impl Item {
    /// Creates a fully-formed item with a fresh `UniqId`.
    ///
    /// The count is clamped to `[1, LIMIT_TOTAL_GOODS]`; the item starts
    /// selected for purchase with the additions slot of its type populated.
    pub fn new(item_type: ItemType, item_id: impl Into<ItemId>, count: u32, price: Money) -> Self {
        Item {
            uniq_id: UniqId::generate(),
            item_id: item_id.into(),
            item_type,
            parent_uniq_id: None,
            parent_item_id: None,
            name: String::new(),
            space_id: SpaceId::default(),
            price_column: PriceColumn::new(DEFAULT_PRICE_COLUMN),
            count: normalize_count(count, DEFAULT_COUNT_MULTIPLICITY),
            price,
            bonus: Money::zero(),
            count_multiplicity: DEFAULT_COUNT_MULTIPLICITY,
            is_selected: true,
            diagnostics: Diagnostics::default(),
            additions: Additions::for_type(item_type),
            rules: SubRecord::default(),
            commit_fingerprint: String::new(),
        }
    }

    pub fn product(item_id: impl Into<ItemId>, count: u32, price: Money) -> Self {
        Item::new(ItemType::Product, item_id, count, price)
    }

    pub fn service(item_id: impl Into<ItemId>, count: u32, price: Money) -> Self {
        Item::new(ItemType::Service, item_id, count, price)
    }

    pub fn configuration(item_id: impl Into<ItemId>, count: u32, price: Money) -> Self {
        Item::new(ItemType::Configuration, item_id, count, price)
    }

    /// Placeholder the codec decodes into. Fields the payload does not carry
    /// keep these values.
    pub(crate) fn blank() -> Self {
        Item {
            uniq_id: UniqId::nil(),
            item_id: ItemId::default(),
            item_type: ItemType::Product,
            parent_uniq_id: None,
            parent_item_id: None,
            name: String::new(),
            space_id: SpaceId::default(),
            price_column: PriceColumn::default(),
            count: 0,
            price: Money::zero(),
            bonus: Money::zero(),
            count_multiplicity: 0,
            is_selected: true,
            diagnostics: Diagnostics::default(),
            additions: Additions::default(),
            rules: SubRecord::default(),
            commit_fingerprint: String::new(),
        }
    }

    pub fn with_name(mut self, name: impl Into<String>) -> Self {
        self.name = name.into();
        self
    }

    pub fn with_bonus(mut self, bonus: Money) -> Self {
        self.bonus = bonus;
        self
    }

    /// Sets the packaging multiplicity and re-rounds the current count.
    pub fn with_multiplicity(mut self, multiplicity: u32) -> Self {
        self.count_multiplicity = validation::effective_multiplicity(multiplicity);
        self.count = normalize_count(self.count, self.count_multiplicity);
        self
    }

    pub fn with_pricing_location(mut self, space_id: SpaceId, price_column: PriceColumn) -> Self {
        self.space_id = space_id;
        self.price_column = price_column;
        self
    }

    // =========================================================================
    // Identity
    // =========================================================================

    pub fn uniq_id(&self) -> UniqId {
        self.uniq_id
    }

    pub fn item_id(&self) -> &ItemId {
        &self.item_id
    }

    /// Replaces the catalog reference (e.g. a superseded product code).
    pub fn set_item_id(&mut self, item_id: impl Into<ItemId>) {
        self.item_id = item_id.into();
    }

    pub fn item_type(&self) -> ItemType {
        self.item_type
    }

    pub fn parent_uniq_id(&self) -> Option<UniqId> {
        self.parent_uniq_id
    }

    pub fn parent_item_id(&self) -> Option<&ItemId> {
        self.parent_item_id.as_ref()
    }

    pub fn has_parent(&self) -> bool {
        self.parent_uniq_id.is_some()
    }

    /// Structural rules of this item's type.
    ///
    /// ## Panics
    /// If the type is missing from the global registry.
    pub fn spec(&self) -> &'static Spec {
        self.spec_in(SpecRegistry::global())
    }

    /// Structural rules of this item's type in an injected registry.
    pub fn spec_in<'r>(&self, registry: &'r SpecRegistry) -> &'r Spec {
        registry.spec(self.item_type)
    }

    pub fn is_deletable(&self) -> bool {
        self.spec().deletable
    }

    // =========================================================================
    // Tree Mutation
    // =========================================================================

    /// Attaches `child` under this item.
    ///
    /// Only the child's parent links change. On error neither item is touched.
    pub fn add_child(&self, child: &mut Item) -> Result<(), StructuralError> {
        self.add_child_in(SpecRegistry::global(), child)
    }

    /// [`Item::add_child`] checked against an injected registry.
    pub fn add_child_in(
        &self,
        registry: &SpecRegistry,
        child: &mut Item,
    ) -> Result<(), StructuralError> {
        child.make_child_of_in(registry, self)
    }

    /// Attaches this item under `parent`. Mirror of [`Item::add_child`].
    pub fn make_child_of(&mut self, parent: &Item) -> Result<(), StructuralError> {
        self.make_child_of_in(SpecRegistry::global(), parent)
    }

    pub fn make_child_of_in(
        &mut self,
        registry: &SpecRegistry,
        parent: &Item,
    ) -> Result<(), StructuralError> {
        self.link_parent(registry, parent.item_type, parent.uniq_id, &parent.item_id)
    }

    pub(crate) fn link_parent(
        &mut self,
        registry: &SpecRegistry,
        parent_type: ItemType,
        parent_uniq_id: UniqId,
        parent_item_id: &ItemId,
    ) -> Result<(), StructuralError> {
        if parent_uniq_id == self.uniq_id {
            return Err(StructuralError::SelfReference);
        }
        if self.parent_uniq_id.is_some() {
            return Err(StructuralError::AlreadyAttached {
                child: self.uniq_id,
            });
        }
        if !registry.can_have_child(parent_type, self.item_type) {
            return Err(StructuralError::ChildNotAllowed {
                parent: parent_type,
                child: self.item_type,
            });
        }

        self.parent_uniq_id = Some(parent_uniq_id);
        self.parent_item_id = Some(parent_item_id.clone());
        debug!(child = %self.uniq_id, parent = %parent_uniq_id, "Attached item to parent");
        Ok(())
    }

    // =========================================================================
    // Commercial State
    // =========================================================================

    pub fn name(&self) -> &str {
        &self.name
    }

    pub fn set_name(&mut self, name: impl Into<String>) {
        self.name = name.into();
    }

    pub fn count(&self) -> u32 {
        self.count
    }

    pub fn count_multiplicity(&self) -> u32 {
        self.count_multiplicity
    }

    /// Sets the packaging multiplicity and re-rounds the current count.
    ///
    /// A count that moves forces the next availability check.
    pub fn set_count_multiplicity(&mut self, multiplicity: u32) {
        self.count_multiplicity = validation::effective_multiplicity(multiplicity);
        let rounded = normalize_count(self.count, self.count_multiplicity);
        if rounded != self.count {
            self.count = rounded;
            self.reset_availability_check();
        }
    }

    /// Changes the item count.
    ///
    /// ## Steps
    /// 1. Reject types whose Spec forbids count changes
    /// 2. Clamp to `[1, LIMIT_TOTAL_GOODS]` and round to the multiplicity
    /// 3. Reject results above an active max-count rule, returning the limit
    /// 4. Store and force the next availability check
    ///
    /// A rejected request leaves `count` unchanged.
    pub fn set_count(&mut self, count: u32) -> Result<(), CountError> {
        self.set_count_in(SpecRegistry::global(), count)
    }

    /// [`Item::set_count`] with the Spec taken from an injected registry.
    pub fn set_count_in(&mut self, registry: &SpecRegistry, count: u32) -> Result<(), CountError> {
        if !self.spec_in(registry).count_changeable {
            return Err(CountError::NotChangeable {
                item_type: self.item_type,
            });
        }

        let rounded = normalize_count(count, self.count_multiplicity);
        let limit = self.rules.read(|r| r.max_count);
        if limit > 0 && rounded > limit {
            warn!(
                uniq_id = %self.uniq_id,
                requested = count,
                limit,
                "Count rejected by max-count rule"
            );
            return Err(CountError::MaxItemCount { limit });
        }

        self.count = rounded;
        self.reset_availability_check();
        debug!(uniq_id = %self.uniq_id, count = rounded, "Count changed");
        Ok(())
    }

    /// Stores a count chosen by the core itself (availability reductions).
    pub(crate) fn force_count(&mut self, count: u32) {
        self.count = count;
        self.reset_availability_check();
    }

    fn reset_availability_check(&self) {
        if let Some(product) = &self.additions.product {
            product.update(|p| p.availability_checked = false);
        }
    }

    /// Converts an availability limit in packages into an item-count limit.
    pub fn calculate_max_count(&self, max_available: u32) -> u32 {
        validation::calculate_max_count(max_available, self.count_multiplicity)
    }

    pub fn price(&self) -> Money {
        self.price
    }

    pub fn set_price(&mut self, price: Money) {
        self.price = price;
    }

    pub fn bonus(&self) -> Money {
        self.bonus
    }

    pub fn set_bonus(&mut self, bonus: Money) {
        self.bonus = bonus;
    }

    pub fn space_id(&self) -> &SpaceId {
        &self.space_id
    }

    pub fn price_column(&self) -> PriceColumn {
        self.price_column
    }

    pub fn set_pricing_location(&mut self, space_id: SpaceId, price_column: PriceColumn) {
        self.space_id = space_id;
        self.price_column = price_column;
    }

    pub fn is_selected(&self) -> bool {
        self.is_selected
    }

    /// Opts the item in or out of the purchase. Problems added while the item
    /// is unselected are hidden.
    pub fn set_selected(&mut self, selected: bool) {
        self.is_selected = selected;
    }

    /// Price × count.
    pub fn line_total(&self) -> Money {
        self.price.multiply_count(self.count)
    }

    // =========================================================================
    // Change Tracking
    // =========================================================================

    /// Decimal FNV-1a fingerprint of space, price column, item id, count, price.
    pub fn fingerprint(&self) -> String {
        fingerprint::fingerprint(
            &self.space_id,
            self.price_column,
            &self.item_id,
            self.count,
            self.price,
        )
    }

    /// Snapshots the current fingerprint.
    pub fn commit_changes(&mut self) {
        self.commit_fingerprint = self.fingerprint();
    }

    pub fn is_changed(&self) -> bool {
        self.fingerprint() != self.commit_fingerprint
    }

    pub fn commit_fingerprint(&self) -> &str {
        &self.commit_fingerprint
    }

    // =========================================================================
    // Diagnostics
    // =========================================================================

    /// Appends a transient problem; hidden when the item is unselected.
    pub fn add_problem(&mut self, problem: Problem) {
        self.diagnostics.add_problem(problem, !self.is_selected);
    }

    /// Transient problems followed by simulated ones.
    pub fn problems(&self) -> Vec<Problem> {
        self.diagnostics.problems()
    }

    pub fn has_problem(&self, code: ProblemCode) -> bool {
        self.diagnostics.has_problem(code)
    }

    pub fn clear_problems(&mut self) {
        self.diagnostics.clear_problems();
    }

    /// Replaces the debug-only simulated problems.
    pub fn set_simulated_problems(&mut self, problems: Vec<Problem>) {
        self.diagnostics.set_simulated(problems);
    }

    pub fn add_info(&mut self, info: Info) {
        self.diagnostics.add_info(info);
    }

    /// Acknowledges one info. Returns it if it was active.
    pub fn commit_info(&mut self, id: InfoId) -> Option<Info> {
        let committed = self.diagnostics.commit_info(id);
        if committed.is_some() {
            debug!(uniq_id = %self.uniq_id, info = ?id, "Info committed");
        }
        committed
    }

    pub fn info(&self, id: InfoId) -> Option<&Info> {
        self.diagnostics.info(id)
    }

    pub fn diagnostics(&self) -> &Diagnostics {
        &self.diagnostics
    }

    // =========================================================================
    // Extension Data
    // =========================================================================

    pub fn additions(&self) -> &Additions {
        &self.additions
    }

    pub fn additions_mut(&mut self) -> &mut Additions {
        &mut self.additions
    }

    pub fn product_additions(&self) -> Option<&SubRecord<ProductAdditions>> {
        self.additions.product.as_ref()
    }

    pub fn rules(&self) -> &SubRecord<Rules> {
        &self.rules
    }
}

+++

For this exercise, please copy exactly the lines of the material above from its first line through the line where "pub fn configuration(item_id: impl" appears.

impl Item {
    /// Creates a fully-formed item with a fresh `UniqId`.
    ///
    /// The count is clamped to `[1, LIMIT_TOTAL_GOODS]`; the item starts
    /// selected for purchase with the additions slot of its type populated.
    pub fn new(item_type: ItemType, item_id: impl Into<ItemId>, count: u32, price: Money) -> Self {
        Item {
            uniq_id: UniqId::generate(),
            item_id: item_id.into(),
            item_type,
            parent_uniq_id: None,
            parent_item_id: None,
            name: String::new(),
            space_id: SpaceId::default(),
            price_column: PriceColumn::new(DEFAULT_PRICE_COLUMN),
            count: normalize_count(count, DEFAULT_COUNT_MULTIPLICITY),
            price,
            bonus: Money::zero(),
            count_multiplicity: DEFAULT_COUNT_MULTIPLICITY,
            is_selected: true,
            diagnostics: Diagnostics::default(),
            additions: Additions::for_type(item_type),
            rules: SubRecord::default(),
            commit_fingerprint: String::new(),
        }
    }

    pub fn product(item_id: impl Into<ItemId>, count: u32, price: Money) -> Self {
        Item::new(ItemType::Product, item_id, count, price)
    }

    pub fn service(item_id: impl Into<ItemId>, count: u32, price: Money) -> Self {
        Item::new(ItemType::Service, item_id, count, price)
    }

    pub fn configuration(item_id: impl Into<ItemId>, count: u32, price: Money) -> Self {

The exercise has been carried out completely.